◆ **Aim of the task**: The expected response is a copy of every line in the entries below that includes the word "phone".

(Stored data)

-- Opening Marker --

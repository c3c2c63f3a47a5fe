//! Consent resolution: whether the user's explicit approval can be skipped,
//! must be (re-)collected on the consent page, or is being gathered by an
//! external step-wise policy.

use ianus_proto::oauth2::{Prompt, SubjectType};

use crate::authz::prompt;
use crate::authz::request::AuthzRequest;
use crate::authz::response::Interrupt;
use crate::authz::validator::server_error_status;
use crate::external::ConsentGatheringPolicy;
use crate::prelude::*;
use crate::store::{
    Client, ClientAuthorisation, ClientAuthorisationStore, Session, SessionFlow, SessionStore,
};

#[derive(Debug, Clone, PartialEq)]
pub(crate) enum ConsentOutcome {
    /// Consent is settled; proceed to issuance.
    Granted,
    /// Send the user to the interactive consent page. The carried prompt
    /// list has already had `consent` removed so the return trip does not
    /// loop.
    CollectConsent,
    /// An external consent gathering policy wants the user on this page.
    GatheringStep(Url),
}

/// Decide the consent disposition for an authenticated user.
#[allow(clippy::too_many_arguments)]
pub(crate) fn resolve_consent(
    client: &Client,
    gathering_policy: Option<&dyn ConsentGatheringPolicy>,
    client_authorisations: &dyn ClientAuthorisationStore,
    sessions: &dyn SessionStore,
    request: &mut AuthzRequest,
    session: &mut Session,
    user_id: &str,
    scopes: &BTreeSet<String>,
) -> Result<ConsentOutcome, Interrupt> {
    // An explicit prompt=consent always re-collects, and supersedes any
    // stored authorisation.
    if request.prompt.contains(&Prompt::Consent) {
        client_authorisations
            .clear_authorisation(user_id, &client.client_id)
            .map_err(server_error_status)?;
        session.add_permission(&client.client_id, false);
        prompt::clear(&mut request.prompt, Prompt::Consent);
        debug!("prompt=consent requested, collecting consent");
        return collect_or_gather(gathering_policy, client, session, sessions);
    }

    if session.is_permission_granted(&client.client_id) {
        // The user already approved this client during this session,
        // typically by returning from the consent page. Persist the
        // approval for future sessions now.
        if client.persist_client_authorizations {
            let record = ClientAuthorisation {
                user_id: user_id.to_string(),
                client_id: client.client_id.clone(),
                scopes: scopes.clone(),
            };
            client_authorisations
                .save_authorisation(&record)
                .map_err(server_error_status)?;
        }
        return Ok(ConsentOutcome::Granted);
    }

    let bypass = consent_bypass_allowed(client, request, scopes);

    let covered_by_stored = if bypass {
        false
    } else {
        match client_authorisations
            .find_authorisation(user_id, &client.client_id)
            .map_err(server_error_status)?
        {
            Some(stored) => {
                trace!(stored_scopes = ?stored.scopes, requested = ?scopes, "Stored client authorisation");
                scopes.is_subset(&stored.scopes)
            }
            None => false,
        }
    };

    if bypass || covered_by_stored {
        session.add_permission(&client.client_id, true);
        sessions
            .update_session(session)
            .map_err(server_error_status)?;
        return Ok(ConsentOutcome::Granted);
    }

    debug!(client_id = %client.client_id, "Explicit consent required");
    collect_or_gather(gathering_policy, client, session, sessions)
}

/// Consent may be skipped for a trusted client, and for a pairwise-subject
/// client asking for nothing beyond `openid` itself.
fn consent_bypass_allowed(
    client: &Client,
    request: &AuthzRequest,
    scopes: &BTreeSet<String>,
) -> bool {
    if client.trusted {
        return true;
    }

    client.subject_type == SubjectType::Pairwise
        && scopes.len() == 1
        && scopes.contains(OAUTH2_SCOPE_OPENID)
        && request.claims.is_none()
        && !request.has_id_token_member
        && !request.has_userinfo_member
}

/// Standard consent page, unless an external gathering policy owns the
/// interaction - then it acts as a second-opinion oracle with its own step
/// counter stored on the session.
fn collect_or_gather(
    gathering_policy: Option<&dyn ConsentGatheringPolicy>,
    client: &Client,
    session: &mut Session,
    sessions: &dyn SessionStore,
) -> Result<ConsentOutcome, Interrupt> {
    let Some(policy) = gathering_policy else {
        return Ok(ConsentOutcome::CollectConsent);
    };

    let step = match &session.flow {
        SessionFlow::ConsentGathering { client_id, step } if *client_id == client.client_id => {
            *step
        }
        _ => 1,
    };

    let verdict = policy.authorize(client, session, step);
    if verdict.allow {
        session.flow = SessionFlow::Idle;
        session.add_permission(&client.client_id, true);
        sessions
            .update_session(session)
            .map_err(server_error_status)?;
        return Ok(ConsentOutcome::Granted);
    }

    let next_step = verdict.next_step.unwrap_or(step);
    session.flow = SessionFlow::ConsentGathering {
        client_id: client.client_id.clone(),
        step: next_step,
    };
    sessions
        .update_session(session)
        .map_err(server_error_status)?;

    match policy.page_for_step(client, next_step) {
        Some(page) => Ok(ConsentOutcome::GatheringStep(page)),
        None => Ok(ConsentOutcome::CollectConsent),
    }
}

#[cfg(test)]
mod tests {
    use super::*;
    use crate::external::ConsentVerdict;
    use crate::testkit::{
        test_client, test_request, InMemoryClientAuthorisationStore, InMemorySessionStore,
    };

    fn granted_session(client_id: &str) -> Session {
        let mut session =
            Session::new_authenticated("alice", Some("basic"), Duration::from_secs(100));
        session.add_permission(client_id, true);
        session
    }

    fn plain_session() -> Session {
        Session::new_authenticated("alice", Some("basic"), Duration::from_secs(100))
    }

    fn scopes(s: &str) -> BTreeSet<String> {
        s.split(' ').map(str::to_string).collect()
    }

    #[test]
    fn test_trusted_client_bypasses_consent() {
        let mut client = test_client("c1");
        client.trusted = true;
        let sessions = InMemorySessionStore::default();
        let authz = InMemoryClientAuthorisationStore::default();
        let mut session = plain_session();
        sessions.create_session(&session).expect("seed");
        let mut request = test_request("c1", "openid profile email");

        let outcome = resolve_consent(
            &client,
            None,
            &authz,
            &sessions,
            &mut request,
            &mut session,
            "alice",
            &scopes("openid profile email"),
        )
        .expect("Consent resolution failed");

        assert_eq!(outcome, ConsentOutcome::Granted);
        assert!(session.is_permission_granted("c1"));
    }

    #[test]
    fn test_pairwise_openid_only_bypasses_consent() {
        let client = test_client("c1"); // pairwise, not trusted
        let sessions = InMemorySessionStore::default();
        let authz = InMemoryClientAuthorisationStore::default();
        let mut session = plain_session();
        sessions.create_session(&session).expect("seed");
        let mut request = test_request("c1", "openid");

        let outcome = resolve_consent(
            &client,
            None,
            &authz,
            &sessions,
            &mut request,
            &mut session,
            "alice",
            &scopes("openid"),
        )
        .expect("Consent resolution failed");
        assert_eq!(outcome, ConsentOutcome::Granted);
    }

    #[test]
    fn test_pairwise_with_extra_scope_collects_consent() {
        let client = test_client("c1");
        let sessions = InMemorySessionStore::default();
        let authz = InMemoryClientAuthorisationStore::default();
        let mut session = plain_session();
        sessions.create_session(&session).expect("seed");
        let mut request = test_request("c1", "openid email");

        let outcome = resolve_consent(
            &client,
            None,
            &authz,
            &sessions,
            &mut request,
            &mut session,
            "alice",
            &scopes("openid email"),
        )
        .expect("Consent resolution failed");
        assert_eq!(outcome, ConsentOutcome::CollectConsent);
    }

    #[test]
    fn test_stored_authorisation_covers_request() {
        let client = test_client("c1");
        let sessions = InMemorySessionStore::default();
        let authz = InMemoryClientAuthorisationStore::default();
        authz
            .save_authorisation(&ClientAuthorisation {
                user_id: "alice".to_string(),
                client_id: "c1".to_string(),
                scopes: scopes("openid email profile"),
            })
            .expect("seed");
        let mut session = plain_session();
        sessions.create_session(&session).expect("seed");
        let mut request = test_request("c1", "openid email");

        let outcome = resolve_consent(
            &client,
            None,
            &authz,
            &sessions,
            &mut request,
            &mut session,
            "alice",
            &scopes("openid email"),
        )
        .expect("Consent resolution failed");
        assert_eq!(outcome, ConsentOutcome::Granted);

        // A wider request than the stored grant goes back to consent.
        let mut session = plain_session();
        let mut request = test_request("c1", "openid email phone");
        let outcome = resolve_consent(
            &client,
            None,
            &authz,
            &sessions,
            &mut request,
            &mut session,
            "alice",
            &scopes("openid email phone"),
        )
        .expect("Consent resolution failed");
        assert_eq!(outcome, ConsentOutcome::CollectConsent);
    }

    #[test]
    fn test_prompt_consent_clears_stored_authorisation() {
        let client = test_client("c1");
        let sessions = InMemorySessionStore::default();
        let authz = InMemoryClientAuthorisationStore::default();
        authz
            .save_authorisation(&ClientAuthorisation {
                user_id: "alice".to_string(),
                client_id: "c1".to_string(),
                scopes: scopes("openid email"),
            })
            .expect("seed");
        let mut session = granted_session("c1");
        sessions.create_session(&session).expect("seed");
        let mut request = test_request("c1", "openid email");
        request.prompt = vec![Prompt::Consent];

        let outcome = resolve_consent(
            &client,
            None,
            &authz,
            &sessions,
            &mut request,
            &mut session,
            "alice",
            &scopes("openid email"),
        )
        .expect("Consent resolution failed");

        assert_eq!(outcome, ConsentOutcome::CollectConsent);
        // The loop guard: consent is gone from the carried prompts.
        assert!(!request.prompt.contains(&Prompt::Consent));
        // And the stored authorisation is gone.
        assert_eq!(
            authz
                .find_authorisation("alice", "c1")
                .expect("Store failure"),
            None
        );
    }

    struct TwoStepGathering;

    impl ConsentGatheringPolicy for TwoStepGathering {
        fn steps(&self, _client: &Client) -> u32 {
            2
        }

        fn page_for_step(&self, _client: &Client, step: u32) -> Option<Url> {
            Url::parse(&format!("https://idp.example.com/cg/step{step}")).ok()
        }

        fn authorize(&self, _client: &Client, _session: &Session, step: u32) -> ConsentVerdict {
            ConsentVerdict {
                allow: step > 2,
                next_step: Some(step + 1),
            }
        }
    }

    #[test]
    fn test_consent_gathering_policy_steps() {
        let client = test_client("c1");
        let policy = TwoStepGathering;
        let sessions = InMemorySessionStore::default();
        let authz = InMemoryClientAuthorisationStore::default();
        let mut session = plain_session();
        sessions.create_session(&session).expect("seed");
        let mut request = test_request("c1", "openid email");

        // First pass: step 1 refused, routed to step 2's page.
        let outcome = resolve_consent(
            &client,
            Some(&policy),
            &authz,
            &sessions,
            &mut request,
            &mut session,
            "alice",
            &scopes("openid email"),
        )
        .expect("Consent resolution failed");
        let ConsentOutcome::GatheringStep(page) = outcome else {
            panic!("expected a gathering step");
        };
        assert_eq!(page.as_str(), "https://idp.example.com/cg/step2");
        assert_eq!(
            session.flow,
            SessionFlow::ConsentGathering {
                client_id: "c1".to_string(),
                step: 2
            }
        );

        // Second pass: step 2 refused, routed to step 3.
        let outcome = resolve_consent(
            &client,
            Some(&policy),
            &authz,
            &sessions,
            &mut request,
            &mut session,
            "alice",
            &scopes("openid email"),
        )
        .expect("Consent resolution failed");
        assert!(matches!(outcome, ConsentOutcome::GatheringStep(_)));

        // Third pass: the oracle approves, permission lands on the session.
        let outcome = resolve_consent(
            &client,
            Some(&policy),
            &authz,
            &sessions,
            &mut request,
            &mut session,
            "alice",
            &scopes("openid email"),
        )
        .expect("Consent resolution failed");
        assert_eq!(outcome, ConsentOutcome::Granted);
        assert_eq!(session.flow, SessionFlow::Idle);
        assert!(session.is_permission_granted("c1"));
    }
}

-- Closing Marker --

◆ **Written answer**:
        let mut request = test_request("c1", "openid email phone");
            &scopes("openid email phone"),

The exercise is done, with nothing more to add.